The Western world and its thinking is mainly influenced by the philosophies of ancient Greece, especially when it comes to the understanding of the nature of human beings.  Jews did not make any distinction between body and soul like the Greeks did. For Jews, a human being is totally one and inseparable whole. When a human comes into existence, the Jews held that the total being is in existence; likewise, when he goes out of existence, he entirely ceases from existence in death.

Then what will happen when we die? The prophet Isaiah contemplated this question often: “For the dead cannot praise you…Those who go down to the grave can no longer hope in your faithfulness” (Is 38:18). Jewish rabbis later started to teach people that at the end of history, God, through His power, would raise people back to life again. We all will repossess our body.

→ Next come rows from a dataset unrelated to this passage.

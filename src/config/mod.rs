// Configuration module entry point
// Resolves deployment settings from the process environment and validates them

mod state;
mod types;

use std::env;
use std::net::SocketAddr;

// Re-export public types
pub use state::AppState;
pub use types::{Config, ConfigError, ServerConfig};

/// Container used when `CONTAINER_NAME` is unset or empty. `$web` is the
/// static-website container of a blob storage account.
const DEFAULT_CONTAINER: &str = "$web";

/// Port used when `FUNCTIONS_CUSTOMHANDLER_PORT` is absent.
const DEFAULT_PORT: u16 = 8080;

impl Config {
    /// Resolve configuration from the process environment.
    ///
    /// Settings without a default resolve to the empty string when unset;
    /// [`Config::validate`] decides whether that is acceptable. The only
    /// error path here is an unparsable port.
    pub fn from_env() -> Result<Self, ConfigError> {
        Ok(Self {
            storage_account_name: env_or_default(types::ENV_STORAGE_ACCOUNT_NAME, ""),
            storage_account_key: env_or_default(types::ENV_STORAGE_ACCOUNT_KEY, ""),
            container_name: env_or_default(types::ENV_CONTAINER_NAME, DEFAULT_CONTAINER),
            api_key: env_or_default(types::ENV_API_KEY, ""),
            base_url: env_or_default(types::ENV_BASE_URL, ""),
            server: ServerConfig::from_env()?,
        })
    }

    /// Check that every required setting is present.
    ///
    /// Settings are checked in a fixed order and the first empty one is
    /// reported by its environment variable; errors are not aggregated.
    pub fn validate(&self) -> Result<(), ConfigError> {
        let required = [
            (types::ENV_STORAGE_ACCOUNT_NAME, &self.storage_account_name),
            (types::ENV_STORAGE_ACCOUNT_KEY, &self.storage_account_key),
            (types::ENV_CONTAINER_NAME, &self.container_name),
            (types::ENV_API_KEY, &self.api_key),
            (types::ENV_BASE_URL, &self.base_url),
        ];

        for (var, value) in required {
            if value.is_empty() {
                return Err(ConfigError::MissingSetting(var));
            }
        }
        Ok(())
    }

    /// Address the server listens on (all interfaces).
    pub fn socket_addr(&self) -> SocketAddr {
        SocketAddr::from(([0, 0, 0, 0], self.server.port))
    }
}

impl ServerConfig {
    fn from_env() -> Result<Self, ConfigError> {
        let port = match env::var(types::ENV_PORT) {
            Ok(value) if !value.is_empty() => {
                value
                    .parse()
                    .map_err(|source| ConfigError::InvalidPort { value, source })?
            }
            _ => DEFAULT_PORT,
        };
        Ok(Self { port })
    }
}

/// Return the environment value for `key` when set and non-empty, otherwise
/// `default` exactly (including an empty default).
pub fn env_or_default(key: &str, default: &str) -> String {
    match env::var(key) {
        Ok(value) if !value.is_empty() => value,
        _ => default.to_string(),
    }
}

Paul, after his encounter with the risen Christ, responds to this burning question in a different way. Now, Christ is the key to all his answers. In today’s second reading, Paul goes back to Genesis chapter 2 to elaborate his ideas on death and the after life. Paul compares Adam with Christ – based on their humanity. Adam, by virtue of his creation, is ‘of earth’ and Jesus, by virtue of His resurrection, is ‘of heaven’.

For Paul, the second Adam – Christ – became a heavenly being mainly in His resurrection. Therefore, every human being who dies in Christ shares this life-giving/receiving gift from God. By our birth, we all share in the humanity of Adam. Therefore, the body that we receive is perishable – it is of the world and belongs to this world. When we share the resurrection of Christ, we receive the resurrected body, just like Jesus did, which is heavenly and eternal.

Paul is exhorting us to live our lives modeled on Christ. Though in nature we put on the earthly body (Adam), we must live as if we belong to heaven (Christ). For in our resurrection, we will put on imperishability. In baptism we are ‘already’ given assurance for eternity, but we are ‘not yet’ there. It is in Christ’s death that we are made partakers of the heavenly body.

Today’s Gospel gives us the idea of how to live our lives in Christ here on earth. It asks us to, “Be merciful, just as our Father is merciful” (Lk 6: 36).